The north is syrah country. The best wines tend toward substance and power, intensely concentrated fruit, pepper and strong tannins. The two leading appellations – Hermitage and Côte Rôtie – are among the most prestigious wines anywhere. But this makes their prices almost uniformly out of reach for most.
Not far behind in quality but more accessible in price is Cornas. A good example is the 2019 Vincent Paris “Granit 30” ($50): bright red and black fruit, concentrated but fresh, balanced with floral, mineral and savory notes, robust yet supple textured.
Other appellations vying for a place at the alternative table include St. Joseph and Crozes-Hermitage. The 2018 Tardieu-Laurent Crozes-Hermitage “Vieilles Vignes” ($35) is a particularly nice bottle of black fruits, herb, stone, white pepper, and floral notes glide along a silky palate.

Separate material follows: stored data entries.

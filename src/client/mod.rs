//! The request client.
//!
//! A [`Client`] holds a base URL, a timeout and a set of default headers, and
//! dispatches GET, POST and PUT requests through its [`Transport`]. Relative
//! paths are joined to the base URL; absolute `http(s)://` URLs bypass it.
//!
//! Default headers belong to the client that owns them. Mutators take
//! `&mut self`, so sharing one client between threads that change its headers
//! needs a `Mutex` around the client.

pub mod error;
pub mod url;

pub use error::ClientError;

use crate::auth::{self, AUTHORIZATION};
use crate::config::{ClientConfig, ConfigError};
use crate::models::request::{find_header, insert_header};
use crate::models::{merge_headers, HttpMethod, HttpRequest, HttpResponse, RequestOptions};
use crate::transport::{Session, Transport};
use serde_json::Value;
use std::collections::HashMap;
use std::time::Duration;

/// Timeout applied when none is configured.
pub const DEFAULT_TIMEOUT_SECS: u64 = 30;

/// Default `User-Agent` header value.
pub const DEFAULT_USER_AGENT: &str = concat!("request-client/", env!("CARGO_PKG_VERSION"));

/// HTTP client with a base URL, a timeout and default headers.
///
/// # Examples
///
/// ```no_run
/// use request_client::{Client, RequestOptions};
///
/// # fn example() -> Result<(), Box<dyn std::error::Error>> {
/// let mut client = Client::new("https://api.example.com", 10);
/// client.set_auth("my-token-123");
///
/// let response = client.get("/users", RequestOptions::new().query("page", "1"))?;
/// println!("Status: {}", response.status_code);
/// # Ok(())
/// # }
/// ```
#[derive(Debug)]
pub struct Client<T: Transport = Session> {
    base_url: String,
    timeout: Duration,
    headers: HashMap<String, String>,
    transport: T,
}

impl Client<Session> {
    /// Creates a client backed by a new [`Session`].
    ///
    /// Trailing slashes are stripped from `base_url`. A `timeout_secs` of 0
    /// is replaced by [`DEFAULT_TIMEOUT_SECS`] with a logged warning, so
    /// requests never fail for that reason.
    pub fn new(base_url: impl Into<String>, timeout_secs: u64) -> Self {
        Self::with_transport(base_url, timeout_secs, Session::new())
    }

    /// Creates a client from a validated [`ClientConfig`].
    pub fn from_config(config: ClientConfig) -> Result<Self, ConfigError> {
        config.validate().map_err(ConfigError::Invalid)?;

        let session = Session::with_settings(config.session_settings());
        let mut client = Self::with_transport(config.base_url, config.timeout, session);
        client.set_header("User-Agent", config.user_agent);
        for (name, value) in config.default_headers {
            client.set_header(name, value);
        }

        Ok(client)
    }
}

impl Default for Client<Session> {
    fn default() -> Self {
        Self::new("", DEFAULT_TIMEOUT_SECS)
    }
}

impl<T: Transport> Client<T> {
    /// Creates a client that sends its requests through `transport`.
    ///
    /// A `timeout_secs` of 0 is not an error: it is replaced by
    /// [`DEFAULT_TIMEOUT_SECS`] and a warning is logged. Use
    /// [`Client::from_config`] to have a zero timeout rejected instead.
    pub fn with_transport(base_url: impl Into<String>, timeout_secs: u64, transport: T) -> Self {
        let timeout_secs = if timeout_secs == 0 {
            log::warn!(
                "timeout must be greater than 0, using {}s",
                DEFAULT_TIMEOUT_SECS
            );
            DEFAULT_TIMEOUT_SECS
        } else {
            timeout_secs
        };

        let mut headers = HashMap::new();
        headers.insert("User-Agent".to_string(), DEFAULT_USER_AGENT.to_string());
        headers.insert("Accept".to_string(), "application/json".to_string());

        Self {
            base_url: url::normalize_base_url(&base_url.into()),
            timeout: Duration::from_secs(timeout_secs),
            headers,
            transport,
        }
    }

    /// The base URL, without a trailing slash.
    pub fn base_url(&self) -> &str {
        &self.base_url
    }

    /// The timeout applied to requests that do not set their own.
    pub fn timeout(&self) -> Duration {
        self.timeout
    }

    /// The default headers sent with every request.
    pub fn headers(&self) -> &HashMap<String, String> {
        &self.headers
    }

    /// Looks up a default header, ignoring ASCII case of the name.
    pub fn header(&self, name: &str) -> Option<&str> {
        find_header(&self.headers, name)
    }

    /// The transport requests are sent through.
    pub fn transport(&self) -> &T {
        &self.transport
    }

    /// Resolves `path` against the base URL.
    ///
    /// See [`url::resolve_url`] for the rules.
    pub fn resolve(&self, path: &str) -> String {
        url::resolve_url(&self.base_url, path)
    }

    /// Sends a GET request.
    ///
    /// Any response, whatever its status, is returned as `Ok`. A transport
    /// failure becomes [`ClientError::Get`].
    pub fn get(&self, path: &str, options: RequestOptions) -> Result<HttpResponse, ClientError> {
        self.dispatch(HttpMethod::GET, path, None, None, options)
    }

    /// Sends a POST request with an optional form or JSON body.
    ///
    /// Both bodies are handed to the transport when both are given. A
    /// transport failure becomes [`ClientError::Post`].
    pub fn post(
        &self,
        path: &str,
        form: Option<&[(&str, &str)]>,
        json: Option<&Value>,
        options: RequestOptions,
    ) -> Result<HttpResponse, ClientError> {
        self.dispatch(HttpMethod::POST, path, form, json, options)
    }

    /// Sends a PUT request with an optional form or JSON body.
    ///
    /// A transport failure becomes [`ClientError::Put`].
    pub fn put(
        &self,
        path: &str,
        form: Option<&[(&str, &str)]>,
        json: Option<&Value>,
        options: RequestOptions,
    ) -> Result<HttpResponse, ClientError> {
        self.dispatch(HttpMethod::PUT, path, form, json, options)
    }

    /// Sets a default header, replacing any header of the same name.
    ///
    /// The value is not validated here; an unusable name or value fails the
    /// next request instead.
    pub fn set_header(&mut self, key: impl Into<String>, value: impl Into<String>) {
        insert_header(&mut self.headers, key.into(), value.into());
    }

    /// Removes a default header, returning its value if it was set.
    pub fn remove_header(&mut self, key: &str) -> Option<String> {
        let name = self
            .headers
            .keys()
            .find(|k| k.eq_ignore_ascii_case(key))
            .cloned()?;
        self.headers.remove(&name)
    }

    /// Sets `Authorization: Bearer <token>`.
    pub fn set_auth(&mut self, token: &str) {
        self.set_header(AUTHORIZATION, auth::bearer_token(token));
    }

    /// Sets `Authorization: <scheme> <token>`.
    pub fn set_auth_with_scheme(&mut self, token: &str, scheme: &str) {
        self.set_header(AUTHORIZATION, auth::scheme_token(scheme, token));
    }

    /// Sets `Authorization` to HTTP Basic credentials.
    pub fn set_basic_auth(&mut self, username: &str, password: &str) {
        self.set_header(AUTHORIZATION, auth::basic_auth(username, password));
    }

    fn dispatch(
        &self,
        method: HttpMethod,
        path: &str,
        form: Option<&[(&str, &str)]>,
        json: Option<&Value>,
        options: RequestOptions,
    ) -> Result<HttpResponse, ClientError> {
        let request = self.build_request(method, path, form, json, options);
        log::debug!("{} {}", method, request.url);

        let url = request.url.clone();
        self.transport.execute(request).map_err(|cause| {
            log::warn!("{} {} failed: {}", method, url, cause);
            ClientError::wrap(method, cause)
        })
    }

    fn build_request(
        &self,
        method: HttpMethod,
        path: &str,
        form: Option<&[(&str, &str)]>,
        json: Option<&Value>,
        options: RequestOptions,
    ) -> HttpRequest {
        let timeout = options.timeout.unwrap_or(self.timeout);
        let mut request = HttpRequest::new(method, self.resolve(path), timeout);
        request.headers = merge_headers(&self.headers, &options.headers);
        request.query = options.query;
        request.form = form.map(|fields| {
            fields
                .iter()
                .map(|(k, v)| (k.to_string(), v.to_string()))
                .collect()
        });
        request.json = json.cloned();
        request
    }
}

The southern Rhône also has several appellations of interest, the most famous being Châteauneuf du Pape. In contrast to the northern Rhône, grenache is the most prominent grape and most of the wines are blends adding proportions of syrah mourvèdre and smaller amounts of cinsault, carignan and others.

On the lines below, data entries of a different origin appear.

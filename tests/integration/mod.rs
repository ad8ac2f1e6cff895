//! Integration tests module for the request client
//!
//! Shared setup for the session and standalone tests.

pub mod session_test;

use std::sync::Once;

static INIT: Once = Once::new();

/// Initialize test environment (run once)
pub fn init_test_env() {
    INIT.call_once(|| {
        let _ = env_logger::builder().is_test(true).try_init();
    });
}

/// A URL nothing listens on, so connecting fails fast.
pub fn unreachable_url() -> String {
    let listener = std::net::TcpListener::bind("127.0.0.1:0").expect("bind ephemeral port");
    let port = listener.local_addr().expect("local addr").port();
    drop(listener);
    format!("http://127.0.0.1:{}", port)
}
//! Transport error types.
//!
//! This module defines the failures a transport can raise while executing a
//! request: network errors, timeouts, malformed URLs and protocol issues.
//! The client wraps each of them in a per-verb error without discarding it.

use std::fmt;

/// Errors that can occur while a transport executes a request.
#[derive(Debug, Clone, PartialEq, Eq)]
pub enum TransportError {
    /// Network error occurred during request execution.
    ///
    /// This includes connection failures, DNS resolution errors,
    /// and other network-level issues.
    NetworkError(String),

    /// Request timed out before completion.
    Timeout(String),

    /// Invalid URL provided in the request.
    ///
    /// The URL could not be parsed, typically because it is relative and no
    /// base URL was configured.
    InvalidUrl(String),

    /// TLS/SSL error occurred during HTTPS connection.
    TlsError(String),

    /// HTTP protocol error, such as a malformed response.
    ProtocolError(String),

    /// Request building error.
    ///
    /// Invalid header names or values, an unusable proxy, or a client that
    /// could not be constructed.
    BuildError(String),

    /// Unsupported protocol.
    ///
    /// Only HTTP and HTTPS are supported.
    UnsupportedProtocol(String),
}

impl fmt::Display for TransportError {
    fn fmt(&self, f: &mut fmt::Formatter<'_>) -> fmt::Result {
        match self {
            TransportError::NetworkError(msg) => write!(f, "Network error: {}", msg),
            TransportError::Timeout(msg) => write!(f, "Request timed out: {}", msg),
            TransportError::InvalidUrl(url) => write!(f, "Invalid URL: {}", url),
            TransportError::TlsError(msg) => write!(f, "TLS/SSL error: {}", msg),
            TransportError::ProtocolError(msg) => write!(f, "HTTP protocol error: {}", msg),
            TransportError::BuildError(msg) => write!(f, "Request build error: {}", msg),
            TransportError::UnsupportedProtocol(protocol) => {
                write!(f, "Unsupported protocol: {}", protocol)
            }
        }
    }
}

impl std::error::Error for TransportError {}

/// Convert reqwest errors to TransportError.
impl From<reqwest::Error> for TransportError {
    fn from(err: reqwest::Error) -> Self {
        let message = describe(&err);
        if err.is_timeout() {
            TransportError::Timeout(message)
        } else if err.is_builder() {
            TransportError::BuildError(message)
        } else if message.contains("certificate")
            || message.contains("TLS")
            || message.contains("SSL")
        {
            TransportError::TlsError(message)
        } else if err.is_connect() || err.is_request() {
            TransportError::NetworkError(message)
        } else if err.is_decode() || err.is_body() {
            TransportError::ProtocolError(message)
        } else {
            TransportError::NetworkError(message)
        }
    }
}

/// Convert URL parsing errors to TransportError.
impl From<url::ParseError> for TransportError {
    fn from(err: url::ParseError) -> Self {
        TransportError::InvalidUrl(err.to_string())
    }
}

/// Renders an error together with its source chain.
///
/// reqwest keeps the interesting part ("Connection refused", "invalid
/// certificate") in the sources, not in the top-level message.
fn describe(err: &dyn std::error::Error) -> String {
    let mut message = err.to_string();
    let mut source = err.source();
    while let Some(cause) = source {
        let text = cause.to_string();
        if !message.contains(&text) {
            message.push_str(": ");
            message.push_str(&text);
        }
        source = cause.source();
    }
    message
}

Arguably the best after Châteauneuf is Gigondas. Its vineyards often produce earthy wines of good structure. Like the 2017 Domaine St. Gayan “Origine” ($35): approachable, cherries, red plum, currant, cinnamon, supple tannins.

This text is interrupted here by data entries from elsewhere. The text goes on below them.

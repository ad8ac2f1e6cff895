//! A small blocking HTTP client.
//!
//! [`Client`] keeps a persistent session, a base URL, a timeout and a set of
//! default headers. Its `get`, `post` and `put` methods join relative paths to
//! the base URL, merge per-call options over the defaults, and hand the
//! request to a [`Transport`]. Any failure to obtain a response is reported as
//! the error of the verb that hit it ([`ClientError::Get`], [`ClientError::Post`]
//! or [`ClientError::Put`]) with the transport error kept as its source. HTTP
//! error statuses are ordinary responses.
//!
//! # Architecture
//!
//! - **client**: the [`Client`], URL resolution and the per-verb errors
//! - **models**: requests, per-call options and responses
//! - **transport**: the [`Transport`] trait and the `reqwest`-backed [`Session`]
//! - **auth**: `Authorization` header values
//! - **config**: serde-backed [`ClientConfig`] and its loaders
//!
//! The free functions [`get`], [`post`] and [`put`] build a default client
//! for a single call.
//!
//! # Usage
//!
//! ```no_run
//! use request_client::{Client, RequestOptions};
//! use serde_json::json;
//!
//! # fn example() -> Result<(), Box<dyn std::error::Error>> {
//! let mut client = Client::new("https://jsonplaceholder.typicode.com", 30);
//! client.set_header("X-API-Key", "secret");
//!
//! let user = client.get("/users/1", RequestOptions::new())?;
//! assert!(user.is_success());
//!
//! let post = json!({"title": "hello", "userId": 1});
//! let created = client.post("/posts", None, Some(&post), RequestOptions::new())?;
//! println!("{}", created.status_code);
//! # Ok(())
//! # }
//! ```

pub mod auth;
pub mod client;
pub mod config;
pub mod models;
pub mod standalone;
pub mod transport;

pub use client::{Client, ClientError};
pub use config::{ClientConfig, ConfigError};
pub use models::{HttpMethod, HttpRequest, HttpResponse, RequestOptions};
pub use standalone::{get, post, put, with_client};
pub use transport::{Session, SessionSettings, Transport, TransportError};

Near Gigondas, Costières de Nîmes is a hidden treasure and a reliable source of value. Red blends dominate; syrah is the main variety, with grenache and mourvèdre, and small amounts of cinsault and carignan. My tasting revealed a fine 2019 Château Mourgues du Grès “Galets Rouges” ($18): savory and spicy notes in addition to violets, red fruit and dark berries; and organically grown 2018 Château Mourgues du Grès “Terre d’Argence” ($17): cassis, plum, stony, supple, chalky tannins.
Costières de Nîmes white wines, also mostly blends, are as diverse and unique as its reds. The most common grapes include grenache blanc, viognier, marsanne, and roussanne. I enjoyed the 2022 Château De Valcombe “Chateau Blanc” ($13): fruity, pear, apple, anise, supple, round; and 2019 Domaine Gassier “Nostre Païs Blanc” ($17): fresh, lively, apple, orange, silky texture.
Wines blended from different vineyards throughout the valley labeled Côtes du Rhône can be some of the best red wine values in the world. Solid, flavorful and tannic, they are great for everyday. Two good examples are the aromatic, minty, mellow 2017 Vidal-Fleury ($15); and 2019 Domaine Saint Gayan “Trescartes” ($15): juicy black cherry, earthy richness.